Своего дядю я видел всего четыре раза, но каждая встреча была в своём роде замечательна, и в памяти оставила неизгладимый след. До того, как увидеть, я много слышал о нём от матушки. Так много, что в глубине детской души совсем уже было решил, что если дядя и не тот, что создал небо и землю, то, по меньшей мере, кто-то из его окружения.

Надо заметить, что моя матушка, находясь далеко не в детском возрасте, относилась к единоутробному братцу своему примерно так же. Попробую объяснить почему. Жила она в коммунальной квартире, одна воспитывала сына и дочь, работала на фабрике в вечернюю смену. Возвращаясь с работы в час ночи знала, что сын не спит, ждёт.. Нет. Не её, а коржик с маком, который она для него покупала на работе. Дочь спала, ей коржика не полагалось.

Как же в это время жил её брат? Он, нужды ни в чём не знал. Занимая высокий пост, заседая в Верховном Совете Российской Федерации, за счёт государства летал на самолётах, плавал на пароходах, ездил на поездах. По городу катался в служебном автомобиле, имел персонального шофёра, в квартире прислугу, на даче садовника.

О посещении его квартиры матушка рассказывала так, как будто побывала в царствии небесном: "Кругом свет, красота и улыбки". Ну, и как же при такой разнице жизненных условий она могла не восхищаться?

Дядя, вдвоём с женой, жил в огромной трёхкомнатной квартире, где потолки четыре сорок, да с лепниной, да с хрустальными люстрами, да паркет покрытый лаком так, что как в зеркало можно смотреться. Мебель, как во дворцах, на стенах картины, как в Третьяковской галерее. А в её четырнадцатиметровой комнатёнке обои от стен отстают, руки не доходят подклеить, пол из крашенных досок, обшарпанный, потолок высотой два пятнадцать с осыпавшейся штукатуркой, с подтёками. И все прелести коммунального общежития.

Жил дядя хорошо, летал высоко, нас, ходивших по бренной земле, не замечал. Всё же мы были ему не чужие: родная сестра, племянница, племянник. Матушка на брата за невнимание не обижалась. Она, трепетала перед его величием, гордилась им.

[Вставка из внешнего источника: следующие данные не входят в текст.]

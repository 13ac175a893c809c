//! Network address values.
//!
//! `System.Net.IPAddress` keeps IPv4 addresses in a 64-bit `m_Address` field whose low byte is
//! the first octet, and IPv6 addresses as eight host-order 16-bit labels in `m_Numbers`. The
//! endpoint types wrap an address (or a host name) together with a port.

use std::{
    fmt,
    net::{IpAddr, Ipv4Addr, Ipv6Addr, SocketAddr},
};

use crate::{
    objects::{DynamicObject, SimpleValue},
    Error, Result,
};

/// `AddressFamily.Unspecified`
pub const AF_UNSPECIFIED: i32 = 0;
/// `AddressFamily.InterNetwork`
pub const AF_INET: i32 = 2;
/// `AddressFamily.InterNetworkV6`
pub const AF_INET6: i32 = 23;

const IPV6_LABELS: usize = 8;

/// A host name and port, as held by `System.Net.DnsEndPoint`.
#[derive(Clone, Debug, PartialEq, Eq, Hash)]
pub struct DnsEndPoint {
    /// Host name or textual address
    pub host: String,
    /// Port number
    pub port: i32,
    /// Raw `AddressFamily` value
    pub family: i32,
}

impl DnsEndPoint {
    /// Symbolic name of the address family
    #[must_use]
    pub fn family_name(&self) -> String {
        match self.family {
            AF_UNSPECIFIED => "Unspecified".to_string(),
            AF_INET => "InterNetwork".to_string(),
            AF_INET6 => "InterNetworkV6".to_string(),
            other => other.to_string(),
        }
    }
}

impl fmt::Display for DnsEndPoint {
    fn fmt(&self, f: &mut fmt::Formatter<'_>) -> fmt::Result {
        write!(f, "{}/{}:{}", self.family_name(), self.host, self.port)
    }
}

/// Unpack an IPv4 address from its stored 64-bit form, low byte first.
#[must_use]
pub fn ipv4_from_stored(raw: i64) -> Ipv4Addr {
    #[allow(clippy::cast_possible_truncation, clippy::cast_sign_loss)]
    let low = raw as u32;
    Ipv4Addr::from(low.to_le_bytes())
}

/// Pack an IPv4 address into its stored 64-bit form
#[must_use]
pub fn ipv4_to_stored(address: Ipv4Addr) -> i64 {
    i64::from(u32::from_le_bytes(address.octets()))
}

pub(crate) fn decode_ip_address(object: &DynamicObject<'_>, _address: u64) -> Result<SimpleValue> {
    let family: i32 = object.field("m_Family")?.to()?;

    match family {
        AF_INET6 => {
            let numbers = object.field("m_Numbers")?;
            let length = numbers.array_length()?;
            if length < IPV6_LABELS {
                return Err(malformed_error!(
                    "IPv6 address at 0x{:X} has {} labels",
                    object.address(),
                    length
                ));
            }

            let mut labels = [0_u16; IPV6_LABELS];
            for (index, label) in labels.iter_mut().enumerate() {
                *label = numbers.index(index as i64)?.to()?;
            }
            Ok(SimpleValue::IpAddress(IpAddr::V6(Ipv6Addr::from(labels))))
        }
        AF_INET => {
            let raw: i64 = object.field("m_Address")?.to()?;
            Ok(SimpleValue::IpAddress(IpAddr::V4(ipv4_from_stored(raw))))
        }
        other => Err(malformed_error!(
            "IPAddress at 0x{:X} has address family {} which is neither IPv4 nor IPv6",
            object.address(),
            other
        )),
    }
}

pub(crate) fn decode_ip_endpoint(object: &DynamicObject<'_>, _address: u64) -> Result<SimpleValue> {
    let address: IpAddr = object.field("m_Address")?.to()?;
    let port: i32 = object.field("m_Port")?.to()?;
    let port = u16::try_from(port).map_err(|_| {
        malformed_error!("IPEndPoint at 0x{:X} has port {}", object.address(), port)
    })?;

    Ok(SimpleValue::IpEndPoint(SocketAddr::new(address, port)))
}

pub(crate) fn decode_dns_endpoint(object: &DynamicObject<'_>, _address: u64) -> Result<SimpleValue> {
    let host = object.field("m_Host")?;
    if host.is_null() {
        return Err(Error::TypeMismatch {
            expected: "host name",
            actual: host.to_string(),
        });
    }

    Ok(SimpleValue::DnsEndPoint(DnsEndPoint {
        host: host.to()?,
        port: object.field("m_Port")?.to()?,
        family: object.field("m_Family")?.to()?,
    }))
}
impl std::fmt::Debug for HeapSession {
    fn fmt(&self, f: &mut std::fmt::Formatter<'_>) -> std::fmt::Result {
        f.debug_struct("HeapSession")
            .field("config", &self.config)
            .field("deobfuscator", &self.deobfuscator)
            .field("objects", &self.objects.get().map(HeapObjects::len))
            .field("references", &self.references.as_ref().map(ReferenceIndex::len))
            .field("visualizers", &self.visualizers)
            .finish_non_exhaustive()
    }
}

/// Iterator over every heap object of a session.
///
/// Created by [`HeapSession::objects`].
pub struct ObjectIter<'s> {
    session: &'s HeapSession,
    inner: Box<dyn Iterator<Item = &'s (u64, RuntimeTypeRc)> + 's>,
}

impl<'s> Iterator for ObjectIter<'s> {
    type Item = DynamicObject<'s>;

    fn next(&mut self) -> Option<Self::Item> {
        let (address, ty) = self.inner.next()?;
        Some(DynamicObject::new(self.session, *address, ty.clone(), false))
    }

    fn size_hint(&self) -> (usize, Option<usize>) {
        self.inner.size_hint()
    }
}

#[cfg(test)]
mod tests {
    use std::{io::Write, sync::atomic::Ordering};

    use super::*;
    use crate::{
        test::{builders::HeapBuilder, fixtures::Fixture},
        Error,
    };

    const MAP: &str = r#"<dotfuscatorMap><mapping><module><name>Shop.dll</name>
  <type><name>Shop.Invoice</name><newname>a.b</newname>
    <fieldlist>
      <field><name>total</name><newname>c</newname><signature>int32</signature></field>
    </fieldlist>
  </type>
</module></mapping></dotfuscatorMap>"#;

    fn invoices() -> (HeapBuilder, u64) {
        let mut b = HeapBuilder::new();
        let int32 = b.int32.clone();
        let invoice = b.class("a.b", None, &[("c", &int32)]);
        let address = b.new_object(&invoice);
        b.set_i32(address, &invoice, "c", 120);
        b.new_object(&invoice);
        (b, address)
    }

    #[test]
    fn objects_are_materialized_in_segments() {
        let fixture = Fixture::new();
        let session = HeapSession::with_config(
            fixture.builder.heap.clone(),
            SessionConfig::new().with_segment_size(2),
        );

        let all: Vec<u64> = session.objects().map(|object| object.address()).collect();
        assert_eq!(all.len(), session.heap_objects().len());
        assert_eq!(session.heap_objects().segment_count(), all.len().div_ceil(2));
        assert!(all.contains(&fixture.order));
    }

    #[test]
    fn exact_and_wildcard_type_patterns() {
        let fixture = Fixture::new();
        let session = fixture.session();

        let orders = session.objects_of_type("Shop.Order").unwrap();
        assert_eq!(orders.len(), 1);
        assert_eq!(orders[0].address(), fixture.order);

        assert!(session.objects_of_type("shop.order").unwrap().is_empty());
        assert_eq!(session.objects_of_type("shop.*customer").unwrap().len(), 1);
        assert_eq!(session.objects_of_type("System.Str*").unwrap().len(), 2);

        let strict =
            HeapSession::with_config(fixture.builder.heap.clone(), SessionConfig::case_sensitive());
        assert!(strict.objects_of_type("shop.*").unwrap().is_empty());
    }

    #[test]
    fn objects_by_runtime_type() {
        let fixture = Fixture::new();
        let session = fixture.session();
        let order = session.object(fixture.order);
        let string = session.object(fixture.note);

        let total = session.objects().count();
        assert_eq!(session.objects_of_types(&[]).len(), total);
        assert_eq!(
            session
                .objects_of_types(&[order.runtime_type().clone()])
                .len(),
            1
        );
        assert_eq!(
            session
                .objects_of_types(&[order.runtime_type().clone(), string.runtime_type().clone()])
                .len(),
            3
        );
    }

    #[test]
    fn names_are_identity_without_a_map() {
        let (b, address) = invoices();
        let session = b.session();
        let object = session.object(address);

        assert_eq!(object.type_name(), "a.b");
        assert!(!session.type_deobfuscator(object.runtime_type()).is_mapped());
        assert_eq!(session.obfuscate_type("Shop.Invoice"), "Shop.Invoice");
        assert_eq!(session.deobfuscate_stack("   at a.b.c()"), "   at a.b.c()");
    }

    #[test]
    fn renaming_map_from_disk() {
        let (b, address) = invoices();
        let mut session = b.session();

        let mut file = tempfile::NamedTempFile::new().unwrap();
        file.write_all(MAP.as_bytes()).unwrap();
        session.load_renaming_map(file.path()).unwrap();

        let object = session.object(address);
        assert_eq!(object.type_name(), "Shop.Invoice");
        assert_eq!(object.field("total").unwrap().to::<i32>().unwrap(), 120);
        assert_eq!(session.obfuscate_type("Shop.Invoice[]"), "a.b[]");
        assert_eq!(session.deobfuscate_type("a.b[]"), "Shop.Invoice[]");
        assert_eq!(session.objects_of_type("Shop.Invoice").unwrap().len(), 2);
        assert_eq!(session.objects_of_type("*invoice").unwrap().len(), 2);
    }

    #[test]
    fn reloading_the_same_map_keeps_the_object_cache() {
        let (b, _) = invoices();
        let mut session = b.session();

        let mut file = tempfile::NamedTempFile::new().unwrap();
        file.write_all(MAP.as_bytes()).unwrap();

        session.load_renaming_map(file.path()).unwrap();
        session.heap_objects();
        assert!(session.objects.get().is_some());

        session.load_renaming_map(file.path()).unwrap();
        assert!(session.objects.get().is_some());

        session.set_deobfuscator(MAP.parse().unwrap());
        assert!(session.objects.get().is_none());
    }

    #[test]
    fn missing_map_file() {
        let (b, _) = invoices();
        let mut session = b.session();
        let error = session
            .load_renaming_map("/nonexistent/renaming-map.xml")
            .unwrap_err();
        assert!(matches!(error, Error::FileError(_)));
        assert!(session.deobfuscator().is_none());
    }

    #[test]
    fn reference_index_lifecycle() {
        let fixture = Fixture::new();
        let mut session = fixture.session();
        assert!(!session.has_reference_index());

        let cancel = AtomicBool::new(true);
        assert!(session.build_reference_index_with_cancel(&cancel).is_err());
        assert!(!session.has_reference_index());

        cancel.store(false, Ordering::Relaxed);
        session.build_reference_index_with_cancel(&cancel).unwrap();
        assert!(session.has_reference_index());

        let parents: Vec<u64> = session
            .object(fixture.customer)
            .referenced_by()
            .unwrap()
            .iter()
            .map(DynamicObject::address)
            .collect();
        assert_eq!(parents, vec![fixture.order]);

        session.clear_reference_index();
        assert!(session.reference_index().is_none());
    }
}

Не вспоминал он о нас долго, до самой свадьбы родной племянницы. Понятия не имею, что в жизни его изменилось, какие ветры подули - пожаловал. Возможно, начальство, просматривая анкету перед новым назначением, пожурило: "У тебя, оказывается, родная сестра есть, а ты о ней нам ни слова. Что она? Как живёт?". А в ответ тишина. Дядя её десять лет не видел. А может, не было с начальством разговора, сам, по доброй воле, захотел взглянуть на сестру, на детей её. Не знаю, не спрашивал. Послали ему приглашение на свадьбу, как это положено, так сказать на всякий случай, уверены были, что не примет во внимание, а он вдруг приехал. И приехал не один, с красавицей женой. Тогда-то я его в первый раз и увидел.

Это был красавец мужчина сорока с лишним лет, похожий на всех отечественных и зарубежных киногероев сразу. Одет был в серый костюм, идеально на нём сидевший, белую рубашку, галстук, переливавшийся всеми цветами радуги, и туфли, отражавшие в себе все эти цвета. Из нагрудного кармана пиджака торчал уголок платка, такой же блестящий, как и сам галстук. Дядя был акуратно подстрижен, источал аромат дорогой туалетной воды.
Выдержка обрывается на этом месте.